Re: [PATCHES] Latest README.HOT

2007-09-16 Thread Pavan Deolasee
On 9/16/07, Tom Lane <[EMAIL PROTECTED]> wrote:
>
> Forgot to include this in the patch ...
>
> I'm still unhappy about too much complexity for the VACUUM FULL case,
> but some other issues have gone away.
>
>

The entire complexity in the VACUUM FULL code is for the book keeping
purposes so that at the end we can recheck the index and heap tuples
count. VACUUM FULL converts HOT tuples into non-HOT tuples when it
moves them around and that introduces the extra complexity. Otherwise
there is no significant change to the VACUUM FULL logic itself.

Good to hear that we are now comfortable with most of the other items.

Thanks,
Pavan

-- 
Pavan Deolasee
EnterpriseDB http://www.enterprisedb.com


[PATCHES] Latest README.HOT

2007-09-15 Thread Tom Lane
Forgot to include this in the patch ...

I'm still unhappy about too much complexity for the VACUUM FULL case,
but some other issues have gone away.

regards, tom lane


$PostgreSQL$

   Heap Only Tuples (HOT)

Introduction


The Heap Only Tuple (HOT) feature eliminates redundant index entries and
allows the re-use of space taken by DELETEd or obsoleted UPDATEd tuples
without performing a table-wide vacuum.  It does this by allowing
single-page vacuuming, also called "defragmentation".

Note: there is a Glossary at the end of this document that may be helpful
for first-time readers.


Technical Challenges


Page-at-a-time vacuuming is normally impractical because of the costs of
finding and removing the index entries that link to the tuples to be
reclaimed.  Standard vacuuming scans the indexes to ensure all such index
entries are removed, amortizing the index scan cost across as many dead
tuples as possible; this approach does not scale down well to the case of
reclaiming just a few tuples.  In principle one could recompute the index
keys and do standard index searches to find the index entries, but this is
risky in the presence of possibly-buggy user-defined functions in
functional indexes.  An allegedly immutable function that in fact is not
immutable might prevent us from re-finding an index entry (and we cannot
throw an error for not finding it, in view of the fact that dead index
entries are sometimes reclaimed early).  That would lead to a seriously
corrupt index, in the form of entries pointing to tuple slots that by now
contain some unrelated content.  In any case we would prefer to be able
to do vacuuming without invoking any user-written code.

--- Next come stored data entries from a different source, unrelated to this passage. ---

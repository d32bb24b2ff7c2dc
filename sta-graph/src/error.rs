//! Errors raised during fetch-plan construction.

use sta_model::EntityKind;
use thiserror::Error;

/// Errors that can occur while building a fetch plan.
///
/// Both variants are client-facing bad-request conditions, never server
/// faults: the request named a relation or path the entity type does not
/// have.
#[derive(Debug, Clone, PartialEq, Eq, Error)]
pub enum GraphError {
    /// The `$expand` target is not a relation of the entity type.
    #[error("{kind} has no expandable relation named '{relation}'")]
    InvalidExpand {
        kind: EntityKind,
        relation: String,
    },

    /// A relation-path token is syntactically invalid.
    #[error("invalid fetch path: '{0}'")]
    InvalidPath(String),
}
//! Fetch-plan construction.
//!
//! Answers one question per read request: *which related data must this
//! entity carry when it is returned?* The answer is a [`FetchSpec`], a
//! deduplicated set of relation-path tokens the persistence collaborator
//! turns into eager joins.
//!
//! [`GraphBuilder`] merges two sources of tokens:
//! - a fixed per-kind **baseline** (relations always rendered in output,
//!   cheap to join, e.g. a datastream's unit and observation-type format),
//! - tokens contributed by the request's `$expand` directive, looked up in a
//!   static per-kind expansion table.
//!
//! Only "flat" expands are folded into the plan. A directive carrying a
//! nested `$filter` or `$expand` is skipped: the child collection needs its
//! own filtered/paginated query and is loaded per item later.
//!
//! Tokens speak the storage schema's relation vocabulary (`procedure`,
//! `platform`, `phenomenon`, `dataset`), which differs from the public STA
//! names; the expansion tables are the translation layer.

mod builder;
mod error;
mod expand;
mod spec;

pub use builder::GraphBuilder;
pub use error::GraphError;
pub use expand::{ExpandDirective, QueryOptions};
pub use spec::{FetchNode, FetchSpec};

HOT solves this problem for a restricted but useful special case:
where a tuple is repeatedly updated in ways that do not change its
indexed columns.  (Here, "indexed column" means any column referenced
at all in an index definition, including for example columns that are
tested in a partial-index predicate but are not stored in the index.)

An additional property of HOT is that it reduces index size by avoiding
the creation of identically-keyed index entries.  This improves search
speeds.


Update Chains With a Single Index Entry
---

Without HOT, every version of a row in an update chain has its own index
entries, even if all indexed columns are the same.  With HOT, a new tuple
placed on the same page and with all indexed columns the same as its
parent row version does not get new index entries.  This means there is
only one index entry for the entire update chain on the heap page.
An index-entry-less tuple is marked with the HEAP_ONLY_TUPLE flag.
The prior row version is marked HEAP_HOT_UPDATED, and (as always in an
update chain) its t_ctid field links forward to the newer version.

For example:

Index points to 1
lp [1]  [2]

[1]->[22]

In the above diagram, the index points to line pointer 1, and tuple 1 is
marked as HEAP_HOT_UPDATED.  Tuple 2 is a HOT tuple, meaning it has
no index entry pointing to it, and is marked as HEAP_ONLY_TUPLE.
Although tuple 2 is not directly referenced by the index, it can still be
found by an index search: after traversing from the index to tuple 1,
the index search proceeds forward to child tuples as long as it sees the
HEAP_HOT_UPDATED flag set.  Since we restrict the HOT chain to lie within
a single page, this requires no additional page fetches and doesn't
introduce much performance penalty.

Eventually, tuple 1 will no longer be visible to any transaction.
At that point its space could be reclaimed, but its line pointer cannot,
since the index still links to that line pointer and we still need to
be able to find tuple 2 in an index search.  HOT handles this by turning
line pointer 1 into a "redirecting line pointer", which links to tuple 2
but has no actual tuple attached.  This state of affairs looks like

Index points to 1
lp [1]->[2]

[22]

If now the row is updated again, to version 3, the page looks like this:

Index points to 1
lp [1]->[2]  [3]

[22]->[33]

At some later time when no transaction can see tuple 2 in its snapshot,
tuple 2 and its line pointer can be pruned entirely:

Index points to 1
lp [1]-->[3]

[33]

This is safe because no index entry points to line pointer 2.  Subsequent
insertions into the page can now recycle both line pointer 2 and the
space formerly used by tuple 2.

If an update changes any indexed column, or there is not room on the
same page for the new tuple, then the HOT chain ends: the last member
has a regular t_ctid link to the next version and is not marked
HEAP_HOT_UPDATED.  (In principle we could continue a HOT chain across
pages, but this would destroy the desired property of being able to
reclaim space with just pa